**Activity**
Given the listing that follows, report all lines in which the string "points" occurs.

**Study material**
****

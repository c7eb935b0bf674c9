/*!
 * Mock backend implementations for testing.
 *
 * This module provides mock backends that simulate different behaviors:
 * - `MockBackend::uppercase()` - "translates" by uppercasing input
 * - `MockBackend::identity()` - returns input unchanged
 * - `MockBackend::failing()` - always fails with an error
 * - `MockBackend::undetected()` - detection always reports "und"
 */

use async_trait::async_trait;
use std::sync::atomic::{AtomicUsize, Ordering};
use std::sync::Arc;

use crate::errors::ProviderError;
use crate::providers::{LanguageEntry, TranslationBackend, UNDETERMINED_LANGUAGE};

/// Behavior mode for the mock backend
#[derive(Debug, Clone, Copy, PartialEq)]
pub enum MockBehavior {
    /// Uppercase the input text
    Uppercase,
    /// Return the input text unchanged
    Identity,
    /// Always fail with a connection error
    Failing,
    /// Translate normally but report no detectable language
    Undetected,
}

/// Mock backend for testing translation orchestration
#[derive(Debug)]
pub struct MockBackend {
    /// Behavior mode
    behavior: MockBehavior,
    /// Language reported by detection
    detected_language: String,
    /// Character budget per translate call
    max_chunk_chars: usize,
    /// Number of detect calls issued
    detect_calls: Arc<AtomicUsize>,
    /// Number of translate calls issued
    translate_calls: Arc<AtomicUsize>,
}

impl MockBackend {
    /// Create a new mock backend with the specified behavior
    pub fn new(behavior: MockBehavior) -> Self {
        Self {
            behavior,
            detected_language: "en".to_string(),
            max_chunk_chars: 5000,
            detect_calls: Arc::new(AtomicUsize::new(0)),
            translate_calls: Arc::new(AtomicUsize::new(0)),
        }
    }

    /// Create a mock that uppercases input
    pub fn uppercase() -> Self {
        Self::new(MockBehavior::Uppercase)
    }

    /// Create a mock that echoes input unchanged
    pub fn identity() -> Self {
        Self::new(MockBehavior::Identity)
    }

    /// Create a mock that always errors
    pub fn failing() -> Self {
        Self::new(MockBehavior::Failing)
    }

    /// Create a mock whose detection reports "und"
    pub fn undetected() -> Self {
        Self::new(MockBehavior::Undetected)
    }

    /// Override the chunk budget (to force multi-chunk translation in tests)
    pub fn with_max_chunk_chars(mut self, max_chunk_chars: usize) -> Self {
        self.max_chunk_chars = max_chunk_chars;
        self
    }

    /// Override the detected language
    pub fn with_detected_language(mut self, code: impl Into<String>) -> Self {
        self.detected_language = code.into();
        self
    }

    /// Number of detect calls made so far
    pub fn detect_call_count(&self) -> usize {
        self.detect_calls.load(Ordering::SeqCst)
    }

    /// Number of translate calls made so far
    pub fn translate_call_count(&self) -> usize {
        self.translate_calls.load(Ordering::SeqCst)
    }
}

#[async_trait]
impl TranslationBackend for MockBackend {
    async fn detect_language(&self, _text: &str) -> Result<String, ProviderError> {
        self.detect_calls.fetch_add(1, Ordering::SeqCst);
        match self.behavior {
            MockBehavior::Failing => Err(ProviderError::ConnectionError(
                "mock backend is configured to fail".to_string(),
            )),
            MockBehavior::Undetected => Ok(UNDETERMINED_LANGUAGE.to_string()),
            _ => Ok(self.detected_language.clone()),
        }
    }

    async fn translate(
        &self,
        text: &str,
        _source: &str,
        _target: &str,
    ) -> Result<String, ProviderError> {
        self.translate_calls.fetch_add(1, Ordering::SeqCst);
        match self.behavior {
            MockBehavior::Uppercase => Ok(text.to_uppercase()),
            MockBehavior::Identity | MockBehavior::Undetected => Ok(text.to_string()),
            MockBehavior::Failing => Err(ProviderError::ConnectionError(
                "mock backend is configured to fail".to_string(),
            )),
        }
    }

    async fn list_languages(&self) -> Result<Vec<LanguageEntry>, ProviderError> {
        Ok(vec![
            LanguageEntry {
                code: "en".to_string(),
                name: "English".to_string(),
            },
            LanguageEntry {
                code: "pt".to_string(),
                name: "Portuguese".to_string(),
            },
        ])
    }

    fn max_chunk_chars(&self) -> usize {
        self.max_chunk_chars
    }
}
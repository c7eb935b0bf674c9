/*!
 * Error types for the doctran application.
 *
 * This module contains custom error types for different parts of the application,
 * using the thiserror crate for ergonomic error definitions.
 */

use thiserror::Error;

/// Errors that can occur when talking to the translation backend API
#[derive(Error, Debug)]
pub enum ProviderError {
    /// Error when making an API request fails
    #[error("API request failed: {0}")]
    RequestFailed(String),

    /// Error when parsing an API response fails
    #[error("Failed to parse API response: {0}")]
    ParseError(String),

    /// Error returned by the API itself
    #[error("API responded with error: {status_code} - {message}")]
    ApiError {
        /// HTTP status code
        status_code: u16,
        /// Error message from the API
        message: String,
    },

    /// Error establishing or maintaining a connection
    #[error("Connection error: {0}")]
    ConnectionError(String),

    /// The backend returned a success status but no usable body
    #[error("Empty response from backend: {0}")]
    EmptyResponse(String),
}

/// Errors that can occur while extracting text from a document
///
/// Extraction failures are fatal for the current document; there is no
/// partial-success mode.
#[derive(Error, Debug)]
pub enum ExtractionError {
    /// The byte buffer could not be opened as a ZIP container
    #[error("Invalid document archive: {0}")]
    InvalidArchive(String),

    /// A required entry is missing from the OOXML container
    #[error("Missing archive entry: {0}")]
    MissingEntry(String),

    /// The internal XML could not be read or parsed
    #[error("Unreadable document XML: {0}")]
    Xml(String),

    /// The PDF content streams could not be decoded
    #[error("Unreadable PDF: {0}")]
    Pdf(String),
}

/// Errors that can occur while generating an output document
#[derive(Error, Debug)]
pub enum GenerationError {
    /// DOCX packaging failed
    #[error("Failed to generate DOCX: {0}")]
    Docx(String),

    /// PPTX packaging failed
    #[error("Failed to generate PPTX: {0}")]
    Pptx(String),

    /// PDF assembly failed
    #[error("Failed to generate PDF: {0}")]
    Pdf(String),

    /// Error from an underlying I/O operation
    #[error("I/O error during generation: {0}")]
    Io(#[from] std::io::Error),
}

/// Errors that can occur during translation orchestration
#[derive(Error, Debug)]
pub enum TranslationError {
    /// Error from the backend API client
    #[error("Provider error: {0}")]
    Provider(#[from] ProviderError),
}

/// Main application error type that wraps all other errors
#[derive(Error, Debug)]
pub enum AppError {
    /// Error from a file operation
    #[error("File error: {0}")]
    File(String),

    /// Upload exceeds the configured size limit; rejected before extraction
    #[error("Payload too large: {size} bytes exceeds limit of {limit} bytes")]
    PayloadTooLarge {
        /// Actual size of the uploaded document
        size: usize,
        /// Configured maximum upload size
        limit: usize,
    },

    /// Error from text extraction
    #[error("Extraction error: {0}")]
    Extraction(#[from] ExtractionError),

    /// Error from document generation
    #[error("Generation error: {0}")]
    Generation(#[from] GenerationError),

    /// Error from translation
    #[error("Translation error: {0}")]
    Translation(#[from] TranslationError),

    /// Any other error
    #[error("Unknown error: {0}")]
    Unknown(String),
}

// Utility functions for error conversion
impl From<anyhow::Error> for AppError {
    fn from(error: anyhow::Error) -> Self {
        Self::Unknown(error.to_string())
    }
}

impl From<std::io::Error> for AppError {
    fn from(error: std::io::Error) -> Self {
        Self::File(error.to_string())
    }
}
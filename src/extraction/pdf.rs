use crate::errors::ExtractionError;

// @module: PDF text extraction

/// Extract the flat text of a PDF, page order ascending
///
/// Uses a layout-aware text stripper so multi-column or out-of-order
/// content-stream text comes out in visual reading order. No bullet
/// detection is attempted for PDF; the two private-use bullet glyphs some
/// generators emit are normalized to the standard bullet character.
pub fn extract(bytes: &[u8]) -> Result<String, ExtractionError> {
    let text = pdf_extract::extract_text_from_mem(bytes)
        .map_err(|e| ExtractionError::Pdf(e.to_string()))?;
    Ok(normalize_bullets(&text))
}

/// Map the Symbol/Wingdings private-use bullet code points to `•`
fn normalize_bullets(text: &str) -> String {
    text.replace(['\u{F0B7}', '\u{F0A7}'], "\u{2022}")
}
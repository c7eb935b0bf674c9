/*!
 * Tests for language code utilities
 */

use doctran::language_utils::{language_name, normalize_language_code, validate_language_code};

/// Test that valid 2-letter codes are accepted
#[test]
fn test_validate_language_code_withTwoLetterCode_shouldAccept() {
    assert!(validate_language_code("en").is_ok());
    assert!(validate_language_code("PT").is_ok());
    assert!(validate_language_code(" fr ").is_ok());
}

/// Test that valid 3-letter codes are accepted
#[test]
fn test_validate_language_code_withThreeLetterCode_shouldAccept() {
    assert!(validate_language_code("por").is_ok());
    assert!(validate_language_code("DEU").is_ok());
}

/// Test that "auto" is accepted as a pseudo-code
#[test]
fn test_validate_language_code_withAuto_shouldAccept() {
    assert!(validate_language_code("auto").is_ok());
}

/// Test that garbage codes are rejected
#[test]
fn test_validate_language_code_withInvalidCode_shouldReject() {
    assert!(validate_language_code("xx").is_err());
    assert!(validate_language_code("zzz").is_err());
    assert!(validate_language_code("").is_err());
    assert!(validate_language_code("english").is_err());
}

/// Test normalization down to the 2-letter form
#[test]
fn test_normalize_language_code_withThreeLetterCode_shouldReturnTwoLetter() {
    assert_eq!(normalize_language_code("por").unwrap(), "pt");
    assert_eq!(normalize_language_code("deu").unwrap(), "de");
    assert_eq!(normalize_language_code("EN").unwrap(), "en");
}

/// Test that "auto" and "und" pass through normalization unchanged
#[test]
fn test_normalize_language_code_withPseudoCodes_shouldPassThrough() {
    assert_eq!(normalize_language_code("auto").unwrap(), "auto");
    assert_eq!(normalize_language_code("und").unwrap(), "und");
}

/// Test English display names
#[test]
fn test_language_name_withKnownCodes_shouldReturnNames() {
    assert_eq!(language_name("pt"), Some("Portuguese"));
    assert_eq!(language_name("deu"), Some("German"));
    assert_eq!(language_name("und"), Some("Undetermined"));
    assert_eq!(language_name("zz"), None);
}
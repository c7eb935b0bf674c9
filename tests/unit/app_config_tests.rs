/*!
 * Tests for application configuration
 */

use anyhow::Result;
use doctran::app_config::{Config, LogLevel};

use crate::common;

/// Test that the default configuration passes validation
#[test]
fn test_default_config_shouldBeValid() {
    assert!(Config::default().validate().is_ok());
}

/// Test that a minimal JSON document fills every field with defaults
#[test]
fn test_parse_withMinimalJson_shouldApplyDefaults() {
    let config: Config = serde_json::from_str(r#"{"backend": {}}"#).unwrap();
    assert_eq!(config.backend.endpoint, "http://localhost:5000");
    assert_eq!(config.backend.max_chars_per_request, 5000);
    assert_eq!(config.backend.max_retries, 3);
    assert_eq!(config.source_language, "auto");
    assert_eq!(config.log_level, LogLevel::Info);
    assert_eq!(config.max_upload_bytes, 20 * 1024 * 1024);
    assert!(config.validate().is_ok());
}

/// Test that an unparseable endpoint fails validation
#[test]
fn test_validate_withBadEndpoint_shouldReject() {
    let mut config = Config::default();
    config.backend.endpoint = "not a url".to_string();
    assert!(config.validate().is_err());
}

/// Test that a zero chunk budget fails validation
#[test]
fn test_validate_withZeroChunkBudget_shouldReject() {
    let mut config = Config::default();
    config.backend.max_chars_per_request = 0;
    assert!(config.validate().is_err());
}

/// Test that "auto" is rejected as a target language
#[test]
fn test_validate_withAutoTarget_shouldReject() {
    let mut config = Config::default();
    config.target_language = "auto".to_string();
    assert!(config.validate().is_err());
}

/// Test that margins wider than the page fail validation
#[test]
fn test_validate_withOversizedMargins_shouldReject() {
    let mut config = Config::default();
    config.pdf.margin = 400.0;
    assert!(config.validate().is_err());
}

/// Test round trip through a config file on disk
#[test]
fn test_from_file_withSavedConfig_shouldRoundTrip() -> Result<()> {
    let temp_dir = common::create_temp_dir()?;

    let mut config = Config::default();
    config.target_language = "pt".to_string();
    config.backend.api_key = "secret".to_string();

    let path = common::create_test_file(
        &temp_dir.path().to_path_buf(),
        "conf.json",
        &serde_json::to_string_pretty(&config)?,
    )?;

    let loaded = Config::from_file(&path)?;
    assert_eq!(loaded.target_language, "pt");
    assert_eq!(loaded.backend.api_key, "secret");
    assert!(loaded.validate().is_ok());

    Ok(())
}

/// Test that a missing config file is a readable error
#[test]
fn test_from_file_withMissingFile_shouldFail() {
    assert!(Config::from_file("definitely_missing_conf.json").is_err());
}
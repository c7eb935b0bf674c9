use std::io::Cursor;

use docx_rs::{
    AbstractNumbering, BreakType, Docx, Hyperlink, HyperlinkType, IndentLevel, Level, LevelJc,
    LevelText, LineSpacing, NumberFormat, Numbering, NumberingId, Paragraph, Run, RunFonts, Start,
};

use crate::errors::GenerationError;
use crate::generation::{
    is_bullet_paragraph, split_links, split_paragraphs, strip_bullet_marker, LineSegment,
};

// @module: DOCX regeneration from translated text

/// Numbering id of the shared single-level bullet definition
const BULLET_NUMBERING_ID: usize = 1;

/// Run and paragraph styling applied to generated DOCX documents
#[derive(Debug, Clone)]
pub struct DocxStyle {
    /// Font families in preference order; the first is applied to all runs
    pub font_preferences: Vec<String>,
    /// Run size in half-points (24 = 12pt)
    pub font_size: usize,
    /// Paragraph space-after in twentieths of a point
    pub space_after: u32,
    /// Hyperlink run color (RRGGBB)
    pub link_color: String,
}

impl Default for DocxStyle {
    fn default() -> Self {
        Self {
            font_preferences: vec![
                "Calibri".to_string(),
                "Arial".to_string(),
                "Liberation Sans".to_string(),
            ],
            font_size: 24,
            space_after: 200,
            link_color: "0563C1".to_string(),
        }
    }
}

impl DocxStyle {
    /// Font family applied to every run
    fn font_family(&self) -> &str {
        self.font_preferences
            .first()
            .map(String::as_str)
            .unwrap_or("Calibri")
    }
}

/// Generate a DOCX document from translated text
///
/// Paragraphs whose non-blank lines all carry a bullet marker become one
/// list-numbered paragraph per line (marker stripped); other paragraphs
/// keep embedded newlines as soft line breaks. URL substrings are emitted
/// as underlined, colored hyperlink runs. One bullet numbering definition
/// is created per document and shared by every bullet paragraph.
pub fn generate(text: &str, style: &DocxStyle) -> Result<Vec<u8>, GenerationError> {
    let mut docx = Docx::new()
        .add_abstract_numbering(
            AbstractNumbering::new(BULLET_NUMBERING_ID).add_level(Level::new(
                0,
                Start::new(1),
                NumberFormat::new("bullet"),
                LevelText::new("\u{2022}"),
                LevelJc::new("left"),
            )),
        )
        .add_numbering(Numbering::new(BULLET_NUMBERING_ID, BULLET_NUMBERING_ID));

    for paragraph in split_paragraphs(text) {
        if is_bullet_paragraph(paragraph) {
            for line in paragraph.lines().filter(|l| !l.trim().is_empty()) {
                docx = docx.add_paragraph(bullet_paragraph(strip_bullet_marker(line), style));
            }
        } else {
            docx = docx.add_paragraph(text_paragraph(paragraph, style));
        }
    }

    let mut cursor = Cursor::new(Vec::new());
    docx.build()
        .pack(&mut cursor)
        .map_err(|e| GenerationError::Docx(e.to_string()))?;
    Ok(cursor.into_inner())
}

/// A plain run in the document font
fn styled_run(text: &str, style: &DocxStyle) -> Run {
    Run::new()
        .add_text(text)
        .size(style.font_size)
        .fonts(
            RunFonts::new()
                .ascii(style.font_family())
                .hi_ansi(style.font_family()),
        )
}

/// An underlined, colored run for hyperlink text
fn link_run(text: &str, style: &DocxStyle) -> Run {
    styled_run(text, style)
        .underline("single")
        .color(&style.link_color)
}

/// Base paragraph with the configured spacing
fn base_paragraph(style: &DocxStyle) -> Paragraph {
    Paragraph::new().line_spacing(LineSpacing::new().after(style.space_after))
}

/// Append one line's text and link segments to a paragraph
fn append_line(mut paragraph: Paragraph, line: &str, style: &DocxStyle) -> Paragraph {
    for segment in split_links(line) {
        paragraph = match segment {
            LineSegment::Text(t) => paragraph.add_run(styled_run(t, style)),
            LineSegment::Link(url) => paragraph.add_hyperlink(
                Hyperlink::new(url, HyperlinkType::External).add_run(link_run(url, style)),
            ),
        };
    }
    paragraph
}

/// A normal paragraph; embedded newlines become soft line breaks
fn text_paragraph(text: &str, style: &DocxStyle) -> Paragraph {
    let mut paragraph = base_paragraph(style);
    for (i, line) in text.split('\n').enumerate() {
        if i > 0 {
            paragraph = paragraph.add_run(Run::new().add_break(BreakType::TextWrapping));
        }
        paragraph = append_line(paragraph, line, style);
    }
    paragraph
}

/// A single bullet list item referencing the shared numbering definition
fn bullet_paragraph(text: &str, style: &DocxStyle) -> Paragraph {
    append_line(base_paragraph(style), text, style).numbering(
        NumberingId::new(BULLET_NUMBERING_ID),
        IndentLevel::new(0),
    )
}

****

**Output for this exercise**
/// Map the Symbol/Wingdings private-use bullet code points to `•`
    /// Run size in half-points (24 = 12pt)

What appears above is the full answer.